Secondly, event logs aren't encrypted and ACL's to them are easily modified. So I personally suggest using a SIEM to remotely monitor them, so that you can look for some of the most important cmdlets, such as ones that deal with remoting, event log modification and anything relating to permissions and report that back to your monitoring tool so that in the event the local logs are modified by a malicious actor, you have the info back in your monitoring tool.

However, if you are truly interested in hardening against PowerShell exploits, you'll need to consider hardening PowerShell itself.

Ask yourself a few questions pertinent to your situation...

1. No matter what, upgrade to at least PowerShell 4.0. No questions on this one.

2. Do you want ANY user on the machine to run PowerShell scripts remotely? If not, disable the WinRM service and block ports 8495 and 8496.

3. Do you want ANY user to be able to execute PowerShell scripts locally? If not, rename:
   3a). C:\Windows\SysWOW64\WindowsPowerShell\v1.0\powershell.exe and powershell_ise.exe to some other name.
   3b). C:\Windows\System32\WindowsPowerShell\v1.0\powershell.exe and powershell_ise.exe to some other name.
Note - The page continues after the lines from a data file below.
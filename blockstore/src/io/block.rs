use crate::block::{Block, BlockPayload, BlockPointer, NewBlock};
use crate::error::Result;
use std::fmt;

/// Read/write/allocate contract shared by the file store and the caching
/// layer that wraps it.
///
/// A store has a single logical writer. Callers sharing one across threads or
/// processes coordinate through an external lock.
pub trait BlockStore: fmt::Display {
    /// Opens the backing storage, creating it if absent. When the storage is
    /// empty `init` runs so the caller can write its bootstrap records.
    fn open<F>(&mut self, init: F) -> Result<()>
    where
        F: FnOnce(&mut Self) -> Result<()>,
        Self: Sized;

    /// Releases the backing storage.
    fn close(&mut self) -> Result<()>;

    /// Drops every record and restarts allocation at offset zero.
    fn clear(&mut self) -> Result<()>;

    /// Gives an unplaced block a pointer. The block's size is computed here
    /// and the space it needs is reserved at the end of the store.
    fn attach<P: BlockPayload>(&mut self, block: NewBlock<P>) -> Result<Block<P>>;

    /// Persists the block's payload at its pointer.
    ///
    /// # Errors
    ///
    /// Fails with `PayloadOverflow` if the payload serializes to more bytes
    /// than were reserved for it.
    fn write<P: BlockPayload>(&mut self, block: &Block<P>) -> Result<()>;

    /// Reads the record at `pointer`, which must hold a payload of kind `P`.
    ///
    /// # Errors
    ///
    /// Any framing problem, including a type tag other than `P::TAG`, is
    /// reported as `Corrupted`.
    fn read<P: BlockPayload>(&mut self, pointer: BlockPointer) -> Result<Block<P>>;

    /// Reads the bootstrap record at offset zero.
    fn read_first<P: BlockPayload>(&mut self) -> Result<Block<P>>;

    /// Retires the block. Its bytes stay where they are and its pointer is
    /// never handed out again.
    fn remove<P: BlockPayload>(&mut self, block: Block<P>) -> Result<()>;

    /// Pushes buffered writes down to the backing storage.
    fn flush(&mut self) -> Result<()>;
}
Depending on your answers to the above, this is a good start to mount a defense. But do note, this is just one layer of many. If they have admin to the box, they can rename, re-enable everything back to default, including wiping all logs.

Depending on what SIEM you use, let's assume Splunk for the moment - you can add a source to the prefetch file for PowerShell which is generally: %systemroot%\prefetch\powershell.exe.*.pf and look for ".ps1" in the file. You can also monitor for last modified and other pertinent fields.

This is especially effective on systems which are still using PowerShell 2.0 and don't have the ability to upgrade to PowerShell 3.0 or higher to take advantage of Windows PowerShell event logs.

Answer 2

I am also interested in your question, but have you seen the following link about v5?

security advanced in powershell v.5

In addition to over-the-shoulder style transcription, PowerShell v5 and KB 3000850 introduces deep script block logging. When you enable script block logging, PowerShell records the content of all script blocks that it processes. If a script block uses dynamic code generation (i.e.: $command = "'Hello World'"; Invoke-Expression $command), PowerShell will log the invocation of this generated script block as well. This provides complete insight into the script-based activity on a system – including scripts or applications that leverage dynamic code generation in an attempt to evade detection.

As with transcription support, this deep script block logging applies to any application that hosts the PowerShell engine – the command line shell, ISE, or custom host.

To enable automatic transcription, enable the ‘Turn on PowerShell Script Block Logging’ feature in Group Policy through Windows Components -> Administrative Templates -> Windows PowerShell. For automation, the configuration settings are stored under HKLM:\Software\Policies\Microsoft\Windows\PowerShell\ScriptBlockLogging. By default, PowerShell only logs scripts blocks the first time they are used. If you select ‘Log script block invocation start / stop events’, PowerShell also logs start and stop events for every time a script block is invoked. This latter setting can generate an extremely high volume of events, so should be enabled with caution.

Also it says:

One concern when increasing the amount of logging on a system is the danger that logged content may contain sensitive data. For example, if you log the content of every PowerShell script that was run, there is the possibility that a script may contain credentials or other sensitive data.

If an attacker later compromises a machine that has logged this data, it may provide them with additional information with which to extend their reach.

To prevent this dilemma, Windows 10 introduces Protected Event Logging. Protected Event Logging lets participating applications encrypt sensitive data as they write it to the event log. You can then decrypt and process these logs once you’ve moved them to a more secure and centralized log collector.